//! Secret backends.
//!
//! A backend turns a secret path (and optional version) into the key/value
//! mapping a template substitutes from. Each template calls its backend at
//! most once, and only when it holds placeholders.

pub mod env;
pub mod exec;
pub mod file;

pub use env::EnvBackend;
pub use exec::ExecBackend;
pub use file::FileBackend;

use crate::config::BackendConfig;
use crate::error::Result;
use crate::placeholder::SecretMap;
use async_trait::async_trait;

/// Source of secret mappings.
#[async_trait]
pub trait SecretBackend: Send + Sync {
    /// Display name for logging.
    fn name(&self) -> &str;

    /// Fetch every secret stored at `path`.
    ///
    /// `version` pins a specific revision when the backend keeps history.
    async fn get_secrets(&self, path: &str, version: Option<&str>) -> Result<SecretMap>;
}

/// Build the backend described by the configuration.
pub fn build_backend(config: &BackendConfig) -> Result<Box<dyn SecretBackend>> {
    let backend: Box<dyn SecretBackend> = match config {
        BackendConfig::File { path } => Box::new(FileBackend::load(path)?),
        BackendConfig::Env { prefix } => Box::new(EnvBackend::new(prefix.clone())),
        BackendConfig::Exec {
            command,
            args,
            timeout_secs,
        } => Box::new(ExecBackend::new(
            command.clone(),
            args.clone(),
            std::time::Duration::from_secs(*timeout_secs),
        )),
    };
    Ok(backend)
}
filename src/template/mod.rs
//! Manifest templates: one parsed document plus the secrets it needs.
//!
//! Substitution happens in three steps:
//! 1. **Scan**: check once whether the document holds any placeholder
//! 2. **Fetch**: if so, load the secret mapping for the document's path
//! 3. **Replace**: walk each section with the policy its kind requires

pub mod policy;
pub mod value;
pub mod walker;

pub use policy::{EncodingPolicy, PolicyContext, ResourceKind, Scope, SectionRule};
pub use value::Value;
pub use walker::{walk, Leaf, Replacement, Walked};

use crate::backends::SecretBackend;
use crate::config::{Config, UnresolvedData};
use crate::error::{LeafError, ReplacementFailure, Result};
use crate::manifest;
use crate::placeholder::{Matcher, SecretMap};
use tracing::{debug, info, warn};

/// Annotation that overrides the secret path derived from the kind.
pub const PATH_ANNOTATION: &str = "secret-inject/path";

/// Annotation that pins the secret version.
pub const VERSION_ANNOTATION: &str = "secret-inject/kv-version";

/// Settings shared by every template of a run.
#[derive(Debug, Clone)]
pub struct TemplateSettings {
    /// Prefix of the kind-derived secret path (`{prefix}/{kind}`).
    pub path_prefix: String,
    /// Version used when a document does not pin one.
    pub kv_version: Option<String>,
    pub matcher: Matcher,
    pub unresolved_data: UnresolvedData,
}

impl TemplateSettings {
    pub fn from_config(config: &Config) -> Result<Self> {
        Ok(Self {
            path_prefix: config.path_prefix.clone(),
            kv_version: config.kv_version.clone(),
            matcher: Matcher::new(&config.placeholder.open, &config.placeholder.close)?,
            unresolved_data: config.unresolved_data,
        })
    }
}

impl Default for TemplateSettings {
    fn default() -> Self {
        Self {
            path_prefix: crate::config::DEFAULT_PATH_PREFIX.to_string(),
            kv_version: None,
            matcher: Matcher::default(),
            unresolved_data: UnresolvedData::default(),
        }
    }
}

/// A manifest document being prepared for the cluster.
#[derive(Debug, Clone)]
pub struct Template {
    kind: ResourceKind,
    data: Value,
    replaceable: bool,
    secrets: Option<SecretMap>,
    matcher: Matcher,
    unresolved_data: UnresolvedData,
}

impl Template {
    /// Build a template, fetching secrets only when the document has
    /// placeholders.
    pub async fn new(
        document: Value,
        backend: &dyn SecretBackend,
        settings: &TemplateSettings,
    ) -> Result<Self> {
        let kind = manifest::document_kind(&document)?;
        let replaceable = settings.matcher.contains_in(&document);

        let secrets = if replaceable {
            let (path, version) = secret_location(&document, &kind, settings);
            debug!(
                "Fetching secrets for {kind} from '{path}' via {} backend",
                backend.name()
            );
            Some(backend.get_secrets(&path, version.as_deref()).await?)
        } else {
            debug!("No placeholders in {kind}, skipping secret fetch");
            None
        };

        Ok(Self {
            kind,
            data: document,
            replaceable,
            secrets,
            matcher: settings.matcher.clone(),
            unresolved_data: settings.unresolved_data,
        })
    }

    /// Build a template from secrets fetched elsewhere.
    ///
    /// The mapping is dropped when the document has no placeholders.
    pub fn with_secrets(
        document: Value,
        secrets: Option<SecretMap>,
        settings: &TemplateSettings,
    ) -> Result<Self> {
        let kind = manifest::document_kind(&document)?;
        let replaceable = settings.matcher.contains_in(&document);

        Ok(Self {
            kind,
            data: document,
            replaceable,
            secrets: secrets.filter(|_| replaceable),
            matcher: settings.matcher.clone(),
            unresolved_data: settings.unresolved_data,
        })
    }

    pub fn kind(&self) -> &ResourceKind {
        &self.kind
    }

    pub fn is_replaceable(&self) -> bool {
        self.replaceable
    }

    pub fn secrets(&self) -> Option<&SecretMap> {
        self.secrets.as_ref()
    }

    pub fn data(&self) -> &Value {
        &self.data
    }

    pub fn into_data(self) -> Value {
        self.data
    }

    /// Replace every placeholder in the document.
    ///
    /// All sections are walked even after failures; the error lists every
    /// placeholder that could not be replaced, labeled by section.
    pub fn replace(&mut self) -> std::result::Result<(), ReplacementFailure> {
        if !self.replaceable {
            return Ok(());
        }

        let ctx = PolicyContext {
            matcher: &self.matcher,
            secrets: self.secrets.as_ref(),
            unresolved_data: self.unresolved_data,
        };
        let rules = self.kind.rules();
        let mut failures = Vec::new();

        for rule in rules {
            let policy = |leaf: &Leaf<'_>| rule.policy.apply(leaf, &ctx);
            let mut record = |walked: Walked| {
                failures.extend(walked.errors.into_iter().map(|e| LeafError {
                    section: rule.section,
                    path: e.path,
                    error: e.error,
                }));
                walked.value
            };

            match rule.scope {
                Scope::Whole => {
                    let node = std::mem::take(&mut self.data);
                    self.data = record(walk(node, "", "", &policy));
                }
                Scope::Field(name) => {
                    let Value::Map(root) = &mut self.data else {
                        continue;
                    };
                    if let Some(slot) = root.get_mut(name).filter(|n| matches!(n, Value::Map(_))) {
                        let node = std::mem::take(slot);
                        *slot = record(walk(node, name, name, &policy));
                    }
                }
                Scope::Remainder => {
                    let Value::Map(root) = &mut self.data else {
                        continue;
                    };
                    for (key, slot) in root.iter_mut() {
                        if is_claimed(rules, key) {
                            continue;
                        }
                        let node = std::mem::take(slot);
                        *slot = record(walk(node, key, key, &policy));
                    }
                }
            }
        }

        if failures.is_empty() {
            info!("Replaced placeholders in {}", describe(&self.kind, &self.data));
            return Ok(());
        }

        warn!(
            "{} placeholder(s) could not be replaced in {}",
            failures.len(),
            describe(&self.kind, &self.data)
        );
        Err(ReplacementFailure {
            kind: self.kind.to_string(),
            failures,
        })
    }

    /// Serialize the document as YAML.
    pub fn to_yaml(&self) -> Result<String> {
        manifest::to_yaml(&self.data)
    }
}

/// Secret path and version for a document.
///
/// The path annotation wins over `{prefix}/{kind}`; the version annotation
/// wins over the configured default.
pub fn secret_location(
    document: &Value,
    kind: &ResourceKind,
    settings: &TemplateSettings,
) -> (String, Option<String>) {
    let annotations = manifest::annotations(document);
    let annotation = |name: &str| {
        annotations
            .and_then(|a| a.get(name))
            .and_then(Value::as_str)
            .map(str::to_string)
    };

    let path = annotation(PATH_ANNOTATION).unwrap_or_else(|| {
        format!(
            "{}/{}",
            settings.path_prefix.trim_end_matches('/'),
            kind.as_str().to_lowercase()
        )
    });
    let version = annotation(VERSION_ANNOTATION).or_else(|| settings.kv_version.clone());

    (path, version)
}

fn is_claimed(rules: &[SectionRule], key: &str) -> bool {
    rules
        .iter()
        .any(|rule| matches!(rule.scope, Scope::Field(name) if name == key))
}

fn describe(kind: &ResourceKind, data: &Value) -> String {
    match manifest::name(data) {
        Some(name) => format!("{kind} '{name}'"),
        None => kind.to_string(),
    }
}
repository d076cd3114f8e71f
//! Generic document tree.
//!
//! Mirrors `serde_json::Value` with one extra scalar, [`Value::Bytes`], so a
//! leaf can switch from text to binary payload without pretending to still
//! be a string.

use base64::engine::general_purpose::STANDARD;
use base64::Engine as _;
use serde_json::Number;
use std::collections::BTreeMap;

/// A node of a parsed manifest.
#[derive(Debug, Clone, PartialEq, Default)]
pub enum Value {
    #[default]
    Null,
    Bool(bool),
    Number(Number),
    String(String),
    /// Binary payload; serialized as standard base64 text.
    Bytes(Vec<u8>),
    List(Vec<Value>),
    Map(BTreeMap<String, Value>),
}

impl Value {
    pub fn as_str(&self) -> Option<&str> {
        match self {
            Value::String(s) => Some(s),
            _ => None,
        }
    }

    pub fn as_map(&self) -> Option<&BTreeMap<String, Value>> {
        match self {
            Value::Map(map) => Some(map),
            _ => None,
        }
    }

    /// Look up a key when this node is a map.
    pub fn get(&self, key: &str) -> Option<&Value> {
        self.as_map().and_then(|map| map.get(key))
    }

    /// Render the node as plain text.
    ///
    /// Strings are returned verbatim, `null` becomes the empty string, bytes
    /// are decoded as (lossy) UTF-8 and containers are rendered as compact
    /// JSON.
    pub fn stringify(&self) -> String {
        match self {
            Value::Null => String::new(),
            Value::Bool(b) => b.to_string(),
            Value::Number(n) => n.to_string(),
            Value::String(s) => s.clone(),
            Value::Bytes(bytes) => String::from_utf8_lossy(bytes).into_owned(),
            Value::List(_) | Value::Map(_) => self.to_json().to_string(),
        }
    }

    /// Convert to a JSON tree for serialization. Bytes become base64 strings.
    pub fn to_json(&self) -> serde_json::Value {
        match self {
            Value::Null => serde_json::Value::Null,
            Value::Bool(b) => serde_json::Value::Bool(*b),
            Value::Number(n) => serde_json::Value::Number(n.clone()),
            Value::String(s) => serde_json::Value::String(s.clone()),
            Value::Bytes(bytes) => serde_json::Value::String(STANDARD.encode(bytes)),
            Value::List(items) => {
                serde_json::Value::Array(items.iter().map(Value::to_json).collect())
            }
            Value::Map(map) => serde_json::Value::Object(
                map.iter().map(|(k, v)| (k.clone(), v.to_json())).collect(),
            ),
        }
    }
}

impl From<serde_json::Value> for Value {
    fn from(value: serde_json::Value) -> Self {
        match value {
            serde_json::Value::Null => Value::Null,
            serde_json::Value::Bool(b) => Value::Bool(b),
            serde_json::Value::Number(n) => Value::Number(n),
            serde_json::Value::String(s) => Value::String(s),
            serde_json::Value::Array(items) => {
                Value::List(items.into_iter().map(Value::from).collect())
            }
            serde_json::Value::Object(map) => {
                Value::Map(map.into_iter().map(|(k, v)| (k, Value::from(v))).collect())
            }
        }
    }
}

impl From<&serde_json::Value> for Value {
    fn from(value: &serde_json::Value) -> Self {
        Value::from(value.clone())
    }
}

impl From<&str> for Value {
    fn from(s: &str) -> Self {
        Value::String(s.to_string())
    }
}

impl From<String> for Value {
    fn from(s: String) -> Self {
        Value::String(s)
    }
}
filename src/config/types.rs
use super::defaults::{DEFAULT_ENV_PREFIX, DEFAULT_EXEC_TIMEOUT_SECS};
use crate::placeholder::{DEFAULT_CLOSE, DEFAULT_OPEN};
use serde::{Deserialize, Serialize};
use std::path::PathBuf;

// ============================================================================
// Placeholder Configuration
// ============================================================================

#[derive(Debug, Clone, PartialEq, Eq, Serialize, Deserialize)]
#[serde(rename_all = "camelCase")]
pub struct PlaceholderConfig {
    pub open: String,
    pub close: String,
}

impl Default for PlaceholderConfig {
    fn default() -> Self {
        Self {
            open: DEFAULT_OPEN.to_string(),
            close: DEFAULT_CLOSE.to_string(),
        }
    }
}

/// What a Secret `.data` leaf becomes when its placeholder cannot be
/// resolved.
#[derive(Debug, Clone, Copy, PartialEq, Eq, Serialize, Deserialize, Default)]
#[serde(rename_all = "lowercase")]
pub enum UnresolvedData {
    /// Keep the original placeholder text.
    #[default]
    Keep,
    /// Emit an empty payload.
    Empty,
}

impl std::str::FromStr for UnresolvedData {
    type Err = String;
    fn from_str(s: &str) -> Result<Self, Self::Err> {
        match s {
            "keep" => Ok(Self::Keep),
            "empty" => Ok(Self::Empty),
            _ => Err(format!("invalid unresolvedData mode: {s}")),
        }
    }
}

// ============================================================================
// Backend Configuration
// ============================================================================

#[derive(Debug, Clone, PartialEq, Eq, Serialize, Deserialize)]
#[serde(tag = "type", rename_all = "lowercase")]
pub enum BackendConfig {
    /// Secrets kept in a local YAML or JSON file, keyed by path.
    File { path: PathBuf },
    /// Secrets taken from prefixed environment variables.
    Env {
        #[serde(default = "default_env_prefix")]
        prefix: String,
    },
    /// Secrets printed as a JSON or YAML map by an external command.
    #[serde(rename_all = "camelCase")]
    Exec {
        command: String,
        #[serde(default)]
        args: Vec<String>,
        #[serde(default = "default_exec_timeout")]
        timeout_secs: u64,
    },
}

impl Default for BackendConfig {
    fn default() -> Self {
        BackendConfig::Env {
            prefix: default_env_prefix(),
        }
    }
}

fn default_env_prefix() -> String {
    DEFAULT_ENV_PREFIX.to_string()
}

fn default_exec_timeout() -> u64 {
    DEFAULT_EXEC_TIMEOUT_SECS
}
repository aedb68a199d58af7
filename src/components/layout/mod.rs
//! Layout components shared across routes.

mod app_shell;

pub(crate) use app_shell::AppShell;
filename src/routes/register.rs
//! Registration page. One schema-driven form replaces the three divergent
//! drafts in the original app: name, email, password, and confirmation, with
//! the mismatch error attached to the confirmation field. On success the
//! user stays on the page and is told to check their inbox.

use crate::components::{AppShell, Button, Spinner, TextField};
use crate::features::auth::client;
use crate::features::forms::{
    FieldDef, FieldKind, FormController, FormSchema, SubmitGate, SubmitPayload,
};
use crate::features::notify::use_toasts;
use leptos::ev::SubmitEvent;
use leptos::prelude::*;
use leptos_router::components::A;

fn register_schema() -> FormSchema {
    FormSchema::builder()
        .field(
            FieldDef::new("name", FieldKind::Text)
                .required("Name is required")
                .min_length(6, "Name must be at least 6 characters long"),
        )
        .field(
            FieldDef::new("email", FieldKind::Email)
                .required("Email is required")
                .email("Invalid email address"),
        )
        .field(
            FieldDef::new("password", FieldKind::Password)
                .required("Password is required")
                .min_length(6, "Password must be at least 6 characters long"),
        )
        .field(
            FieldDef::new("confirmPassword", FieldKind::Password)
                .required("Confirm password is required")
                .min_length(6, "Confirm password must be at least 6 characters long")
                .equals("password", "Passwords do not match"),
        )
        .build()
}

#[component]
pub fn RegisterPage() -> impl IntoView {
    let form = RwSignal::new(FormController::new(register_schema()));
    let toasts = use_toasts();

    let register_action = Action::new_local(move |payload: &SubmitPayload| {
        let payload = payload.clone();
        async move { client::register(&payload).await }
    });

    Effect::new(move |_| {
        if let Some(result) = register_action.value().get() {
            form.update(|form| form.finish_submit());
            match result {
                Ok(_) => toasts
                    .success("Registration successful, visit email address to verify account"),
                Err(err) => toasts.error(err.user_message()),
            }
        }
    });

    let on_submit = move |event: SubmitEvent| {
        event.prevent_default();
        let gate = form
            .try_update(|form| form.try_begin_submit())
            .unwrap_or(SubmitGate::InFlight);
        if let SubmitGate::Ready(payload) = gate {
            register_action.dispatch(payload);
        }
    };

    view! {
        <AppShell>
            <form class="max-w-sm mx-auto" on:submit=on_submit>
                <div class="space-y-2">
                    <h1 class="text-2xl font-semibold text-slate-900">"Create account"</h1>
                    <p class="text-sm text-slate-500">
                        "Enter details to register an account. If you already have one, you can "
                        <A href="/login" {..} class="underline hover:text-blue-700">
                            "login"
                        </A>
                        "."
                    </p>
                </div>
                <div class="mt-6 space-y-4">
                    <TextField
                        form=form
                        name="name"
                        label="Name"
                        placeholder="Enter name..."
                        autocomplete="name"
                    />
                    <TextField
                        form=form
                        name="email"
                        label="Email"
                        placeholder="Enter email address"
                        autocomplete="email"
                    />
                    <TextField
                        form=form
                        name="password"
                        label="Password"
                        placeholder="Enter password"
                        autocomplete="new-password"
                    />
                    <TextField
                        form=form
                        name="confirmPassword"
                        label="Confirm password"
                        placeholder="Confirm password"
                        autocomplete="new-password"
                    />
                    <Button button_type="submit" disabled=register_action.pending()>
                        "Create account"
                    </Button>
                </div>
                {move || {
                    register_action
                        .pending()
                        .get()
                        .then_some(view! { <div class="mt-4"><Spinner /></div> })
                }}
            </form>
        </AppShell>
    }
}
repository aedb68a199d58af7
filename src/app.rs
use crate::components::ToastHost;
use crate::features::notify::ToastProvider;
use crate::routes::AppRoutes;
use leptos::prelude::*;
use leptos_router::components::Router;

#[component]
pub fn App() -> impl IntoView {
    view! {
        <ToastProvider>
            <ToastHost />
            <Router>
                <AppRoutes />
            </Router>
        </ToastProvider>
    }
}
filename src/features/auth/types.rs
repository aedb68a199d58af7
//! Wire types for the auth endpoints. Field names follow the backend's
//! camelCase JSON; verification tokens must never be logged.

use serde::{Deserialize, Serialize};

/// Body for `POST /auth/verify-email`, built from the link's query
/// parameters.
#[derive(Clone, Debug, Serialize, Deserialize)]
#[serde(rename_all = "camelCase")]
pub struct VerifyEmailRequest {
    pub verification_token: String,
    pub email: String,
}

/// Generic 200 body: the server may attach a human-readable message.
#[derive(Clone, Debug, Default, Serialize, Deserialize)]
pub struct ApiMessage {
    #[serde(default)]
    pub msg: Option<String>,
}

/// 200 body of `POST /auth/register`; carries the verification token the
/// backend emailed out.
#[derive(Clone, Debug, Default, Serialize, Deserialize)]
#[serde(rename_all = "camelCase")]
pub struct RegisterResponse {
    #[serde(default)]
    pub msg: Option<String>,
    #[serde(default)]
    pub verification_token: Option<String>,
}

> [REQUIRED ACTION] A single figure is expected: the count of lines in the data above that include the word "slot".

> [TASK RESULT] 6